Monday, November 7, 2016, 8:20 am, Room 105A

Thermal and Plasma Enhanced Atomic Layer Deposition (ALD & PEALD) have been major enablers to access new film systems in complex 3D architectures such as sub-14nm logics, sub 20nm DRAM architectures as well as new memory concepts. For example, new oxides film systems could be deposited in a conformal way. Similarly, Ni, Co, Ru metal (PE)ALD drew tremendous attention, with recent efforts towards selective deposition. Chemical functionalization requirements of ALD precursors have been more and more challenging, requiring creative approaches to overcome limitations of previous processes.

Leading groups in 2005-2006 opened the path to the use of “combinatorial” heteroleptic chemicals as ALD precursors. This approach consists in multi-functionalizing the molecule by combining the advantages of several ligand systems, and therefore empirically tailoring its physical and chemical properties (for instance melting point, volatility, thermal stability) - a traditional example being Air Liquide’s ZyALD™ precursor, ZrCp(NMe₂)₃. This concept has been extended to multiple ligands and elements.
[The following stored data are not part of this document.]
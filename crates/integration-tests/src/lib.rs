//! Integration tests for CYNA.
//!
//! # Running Tests
//!
//! ```bash
//! # Start the database and run migrations
//! cargo run -p cyna-cli -- migrate
//!
//! # Start the server
//! cargo run -p cyna-server
//!
//! # Run the suite against it
//! CYNA_TEST_BASE_URL=http://localhost:3000 cargo test -p cyna-integration-tests -- --ignored
//! ```
//!
//! Tests are `#[ignore]`d by default because they need a running server.

use reqwest::Client;

/// Base URL of the server under test.
#[must_use]
pub fn base_url() -> String {
    std::env::var("CYNA_TEST_BASE_URL").unwrap_or_else(|_| "http://localhost:3000".to_string())
}

/// A cookie-holding client, so login sessions persist across requests.
#[must_use]
pub fn client() -> Client {
    Client::builder()
        .cookie_store(true)
        .build()
        .expect("Failed to create HTTP client")
}

/// A unique email for test isolation.
#[must_use]
pub fn unique_email(prefix: &str) -> String {
    format!("{prefix}+{}@test.cyna.io", uuid::Uuid::new_v4().simple())
}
Beyond expected outcome (e.g. physical properties tuning), surprising effects have been observed such as synthesis yield improvement, deposited film crystallinity/stability impact, or even selective deposition.

In this work, achievements using this methodology with new ligand systems and elements will be presented. Specific emphasis will be put on necessary requirements for an industrially viable new precursor, and benchmark with standard molecules.
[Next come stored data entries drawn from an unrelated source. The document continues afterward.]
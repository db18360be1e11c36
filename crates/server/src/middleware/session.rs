//! Session middleware configuration.
//!
//! Sets up `PostgreSQL`-backed sessions using tower-sessions.

use sqlx::PgPool;
use tower_sessions::{Expiry, SessionManagerLayer};
use tower_sessions_sqlx_store::PostgresStore;

use crate::config::ServerConfig;

/// Session cookie name.
pub const SESSION_COOKIE_NAME: &str = "cyna_session";

/// Session expiry time in seconds (7 days).
const SESSION_EXPIRY_SECONDS: i64 = 7 * 24 * 60 * 60;

/// Create the session layer with `PostgreSQL` store.
///
/// The store's `sessions` table is created by [`migrate_session_store`],
/// called once at startup.
#[must_use]
pub fn create_session_layer(
    pool: &PgPool,
    config: &ServerConfig,
) -> SessionManagerLayer<PostgresStore> {
    let store = PostgresStore::new(pool.clone());

    // Determine if we're in production (HTTPS)
    let is_secure = config.base_url.starts_with("https://");

    SessionManagerLayer::new(store)
        .with_name(SESSION_COOKIE_NAME)
        .with_expiry(Expiry::OnInactivity(
            tower_sessions::cookie::time::Duration::seconds(SESSION_EXPIRY_SECONDS),
        ))
        .with_secure(is_secure)
        .with_same_site(tower_sessions::cookie::SameSite::Lax)
        .with_http_only(true)
        .with_path("/")
}

/// Create the session store's backing table if it doesn't exist.
///
/// # Errors
///
/// Returns the store error if the table cannot be created.
pub async fn migrate_session_store(pool: &PgPool) -> Result<(), sqlx::Error> {
    let store = PostgresStore::new(pool.clone());
    store.migrate().await
}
First, a new set of rare-earth/lanthanide (La, Lu, Sc, Y) precursors will be presented and characterized by various techniques, from a physical & chemical point of view (TGA, DSC, VP), and from deposition behavior point of view (growth rate, film composition). Those novel precursors, for instance combining amidinate (-(R¹NC(R²)NR³) and alkylcyclopentadienyl (C₅R₅) ligands, present unique properties which enable access to new material systems via ALD, not only ternary oxides in semiconductor field but also in other areas such as hydrophobic surfaces. This concept will be illustrated with new elements and for example new viable high yield liquid Scandium and lanthanum Oxide precursors will be introduced.

Second, recent improvements in Co, Ni metal ALD/PEALD processes will be presented, especially with the introduction of alkylsilyl ligands for Co precursors chemistry and allyl/amidinate ligands for Ni precursors chemistry. Applicability of those new precursors for advanced logics metal PEALD/ALD/CVD and their comparison with standard molecules (like dicobalt haxacarbonyl tert-butylacetylene - CCTBA) will be presented.